Robert R. and I are having a disagreement about psychiatric medications, i.e., drugs.  He thinks they are pretty good and I think they are terrible.  We are having this discussion via the miracle of social networking via the Internet, which is not all it’s via cracked up to be.   Robert and I live about fifteen hundred miles apart.  We know one another’s words; we know next to nothing about the context which has birthed those words.

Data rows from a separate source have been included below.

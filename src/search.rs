//! Search over indexed business cards.
//!
//! [`SearchService`] is the read path used by the HTTP API: it puts the
//! [`QueryCache`] in front of the [`SearchIndex`] and returns the serialized
//! JSON response, so a cached answer is byte-for-byte what the index
//! produced. [`run_search`] is the CLI path (`bizcard search`), which queries
//! the index directly and prints a listing.

use anyhow::Result;
use serde::{Deserialize, Serialize};
use std::sync::Arc;

use crate::cache::{QueryCache, QueryFingerprint};
use crate::config::Config;
use crate::db;
use crate::error::{PipelineError, PipelineResult};
use crate::models::{FieldValue, SearchHit};
use crate::store::sqlite::SqliteStore;
use crate::store::SearchIndex;

pub const DEFAULT_LIMIT: usize = 10;
pub const MAX_LIMIT: usize = 100;

#[derive(Debug, Clone, PartialEq, Serialize, Deserialize)]
pub struct SearchResponse {
    pub query: String,
    pub limit: usize,
    pub hits: Vec<SearchHit>,
}

pub struct SearchService {
    index: Arc<dyn SearchIndex>,
    cache: Arc<QueryCache>,
}

impl SearchService {
    pub fn new(index: Arc<dyn SearchIndex>, cache: Arc<QueryCache>) -> Self {
        Self { index, cache }
    }

    pub fn cache(&self) -> &QueryCache {
        &self.cache
    }

    /// Search and return the JSON-encoded [`SearchResponse`].
    ///
    /// `limit` is clamped to `1..=MAX_LIMIT`. An empty query is a permanent
    /// (client) error.
    pub async fn search_json(&self, query: &str, limit: usize) -> PipelineResult<Arc<Vec<u8>>> {
        let query = query.trim();
        if query.is_empty() {
            return Err(PipelineError::permanent("search", "query must not be empty"));
        }
        let limit = limit.clamp(1, MAX_LIMIT);
        let key = QueryFingerprint::new(query, limit);

        let index = &self.index;
        self.cache
            .get_or_compute(key, || async move {
                let hits = index.search(query, limit).await?;
                tracing::debug!(query, hits = hits.len(), "search computed");
                serde_json::to_vec(&SearchResponse {
                    query: query.to_string(),
                    limit,
                    hits,
                })
                .map_err(|e| PipelineError::permanent("encode search response", e))
            })
            .await
    }
}

/// `bizcard search <query>`: query the index and print the hits.
pub async fn run_search(config: &Config, query: &str, limit: Option<usize>) -> Result<()> {
    if query.trim().is_empty() {
        println!("No results.");
        return Ok(());
    }

    let pool = db::connect(config).await?;
    let store = SqliteStore::new(pool.clone());
    let limit = limit.unwrap_or(DEFAULT_LIMIT).clamp(1, MAX_LIMIT);
    let hits = store.search(query, limit).await?;

    if hits.is_empty() {
        println!("No results.");
        pool.close().await;
        return Ok(());
    }

    for (i, hit) in hits.iter().enumerate() {
        let field = |name: &str| hit.fields.get(name).and_then(FieldValue::as_text);
        println!(
            "{}. [{:.2}] {} / {}",
            i + 1,
            hit.score,
            field("name").unwrap_or("(no name)"),
            field("company").unwrap_or("(no company)")
        );
        for name in ["job_title", "email", "phone"] {
            if let Some(value) = field(name) {
                println!("    {}: {}", name, value);
            }
        }
        println!("    excerpt: \"{}\"", hit.snippet.replace('\n', " ").trim());
        println!("    id: {}", hit.image_id);
        println!();
    }

    pool.close().await;
    Ok(())
}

Robert is a clinical social worker for people with mental illness; I am an activist for social rights for marginalized people.  Robert and I are both pretty smart and old enough to have a lot of experience.  Robert is also an attorney.  He appears to have spent several decades practicing law—those same decades that I was taking psychiatric medications.  He is atypical—one might say extremely atypical—in that he changed career paths from law to mental health.  I am also extremely atypical in that—after twenty-six years—I stopped taking antidepressants.  Robert lives in Louisiana and I live in Central New York.

So let’s talk about the impact of geography, industry and the law on the prescription of antidepressants.

The closest I’ve ever been to Louisiana was Palm Beach, Florida.  I would bet that Robert would smile, shake his head, and say, “The two places are nothing alike.”  I’d be willing to believe it.  I’m guessing that Robert isn’t aware that Syracuse, which is located as the bellybutton of New York State, averages ten feet of snow each winter and has less sunshine than any other city of a similar size.  Our winters are long and dark.

The darkness causes seasonal affective disorder, which is a form of depression resulting from lack of sunlight.  The snow and cold—the temperature drops to below zero—force us to isolate in our homes.  After work, we do not play a round of golf or a couple sets of tennis; we often go to bars.    Not too many years ago a police officer had the misfortune to pull a man over for driving while intoxicated.  The driver was the chief of police, who had just left a bar.  His traveling partner, also intoxicated, was an assistant district attorney of the female persuasion, and not his wife. 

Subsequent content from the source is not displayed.